According to the New York Times:
"The Obama administration’s $75 billion program to protect homeowners from foreclosure has been widely pronounced a disappointment, and some economists and real estate experts now contend it has done more harm than good. . .experts argue the program has impeded economic recovery by delaying a wrenching yet cleansing process through which borrowers give up unaffordable homes and banks fully reckon with their disastrous bets on real estate, enabling money to flow more freely through the financial system."
That “'has the effect of lengthening the crisis,' said Kevin Katari, managing member of Watershed Asset Management. . . 'We have simply slowed the foreclosure pipeline, with people staying in houses they are ultimately not going to be able to afford anyway,' and 'banks have been using temporary loan modifications under the Obama plan as justification to avoid an honest accounting of the mortgage losses still on their books,'" delaying a recovery in the housing market and the construction industry.
Banks will now be pressured to make even more risky loans. The House has approved President Obama's proposal to create the Consumer Financial Protection Agency. “The agency would be in charge of enforcing the Community Reinvestment Act, a law that nudges the banks to make loans in low-income communities.”
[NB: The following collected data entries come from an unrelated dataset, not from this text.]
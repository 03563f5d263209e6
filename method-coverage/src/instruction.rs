// Copyright (c) Microsoft Corporation.
// Licensed under the MIT License.

use std::fmt;
use std::ops::Index;

use method_flow::Opcode;

/// Index of an instruction within the method's [`Instructions`] arena.
#[derive(Clone, Copy, Debug, Eq, Hash, Ord, PartialEq, PartialOrd)]
pub struct InsnId(pub usize);

impl fmt::Display for InsnId {
    fn fmt(&self, f: &mut fmt::Formatter<'_>) -> fmt::Result {
        write!(f, "#{}", self.0)
    }
}

/// Coverage state of a single bytecode instruction.
#[derive(Clone, Debug, Eq, PartialEq)]
pub struct Instruction {
    pub opcode: Opcode,

    /// Source line, if the method carries line numbers for it.
    pub line: Option<u32>,

    coverage_enabled: bool,
    branches: u32,
    covered_branches: u32,
    predecessor: Option<InsnId>,
}

impl Instruction {
    pub fn new(opcode: Opcode, line: Option<u32>, coverage_enabled: bool) -> Self {
        Self {
            opcode,
            line,
            coverage_enabled,
            branches: 0,
            covered_branches: 0,
            predecessor: None,
        }
    }

    /// Number of outgoing edges: fall-through, jumps and probes.
    pub fn branches(&self) -> u32 {
        self.branches
    }

    /// Number of outgoing edges known to be executed.
    pub fn covered_branches(&self) -> u32 {
        self.covered_branches
    }

    pub fn is_covered(&self) -> bool {
        self.covered_branches > 0
    }

    pub fn is_coverage_enabled(&self) -> bool {
        self.coverage_enabled
    }

    pub fn predecessor(&self) -> Option<InsnId> {
        self.predecessor
    }
}

/// Arena owning every instruction of one method.
///
/// Predecessor links are arena indices, so they may form cycles without any
/// ownership concerns. Walks along them stop before revisiting a node.
#[derive(Clone, Debug, Default)]
pub struct Instructions {
    insns: Vec<Instruction>,
}

impl Instructions {
    pub fn push(&mut self, insn: Instruction) -> InsnId {
        let id = InsnId(self.insns.len());
        self.insns.push(insn);
        id
    }

    pub fn get(&self, id: InsnId) -> Option<&Instruction> {
        self.insns.get(id.0)
    }

    pub fn len(&self) -> usize {
        self.insns.len()
    }

    pub fn is_empty(&self) -> bool {
        self.insns.is_empty()
    }

    pub fn iter(&self) -> impl Iterator<Item = &Instruction> {
        self.insns.iter()
    }

    pub fn add_branch(&mut self, id: InsnId) {
        let insn = &mut self.insns[id.0];
        insn.branches = insn.branches.saturating_add(1);
    }

    /// Link `id` to the instruction control reaches it from.
    ///
    /// Every call adds an outgoing branch to `predecessor`, but only the first
    /// link is kept for coverage propagation.
    pub fn set_predecessor(&mut self, id: InsnId, predecessor: InsnId) {
        self.add_branch(predecessor);

        let insn = &mut self.insns[id.0];
        if insn.predecessor.is_none() {
            insn.predecessor = Some(predecessor);
        }
    }

    /// Mark one outgoing branch of `id` as executed.
    ///
    /// The first covered branch of an instruction proves that the instruction
    /// itself ran, which in turn covers the edge from its predecessor.
    pub fn set_covered(&mut self, id: InsnId) {
        let mut next = Some(id);

        while let Some(id) = next {
            let insn = &mut self.insns[id.0];
            let first = insn.covered_branches == 0;
            insn.covered_branches = insn.covered_branches.saturating_add(1);

            if !first {
                break;
            }

            next = insn.predecessor;
        }
    }

    /// Withdraw a branch measured by a disabled probe.
    ///
    /// The branch is taken from the nearest enabled instruction on the
    /// predecessor chain, as long as that leaves it with at least one branch.
    pub fn set_disabled(&mut self, id: InsnId) {
        let limit = self.insns.len();
        let mut next = Some(id);
        let mut steps = 0;

        while let Some(id) = next {
            let insn = &mut self.insns[id.0];

            if insn.coverage_enabled {
                if insn.branches > 1 {
                    insn.branches -= 1;
                }
                break;
            }

            // Disabled predecessor chains may loop back on themselves.
            steps += 1;
            if steps > limit {
                break;
            }

            next = insn.predecessor;
        }
    }

    /// Exclude `id` from reported coverage.
    pub fn disable(&mut self, id: InsnId) {
        self.insns[id.0].coverage_enabled = false;
    }
}

impl Index<InsnId> for Instructions {
    type Output = Instruction;

    fn index(&self, id: InsnId) -> &Instruction {
        &self.insns[id.0]
    }
}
Government pressure on banks to make loans in economically-depressed neighborhoods was a key reason for the mortgage meltdown and the financial crisis. Yet the Obama administration's proposal would empower the new agency to enforce the Community Reinvestment Act without regard for banks’ financial safety and soundness. The Community Reinvestment Act was a key contributor to the financial crisis.
The mortgage crisis was also caused by the government-sponsored mortgage giants Fannie Mae and Freddie Mac, and by federal affordable-housing mandates.
But President Obama’s proposed financial rules overhaul does absolutely nothing about Fannie Mae and Freddie Mac, admits Obama’s Treasury Secretary, Timothy Geithner, even though he admits that “Fannie and Freddie were a core part of what went wrong in our system.”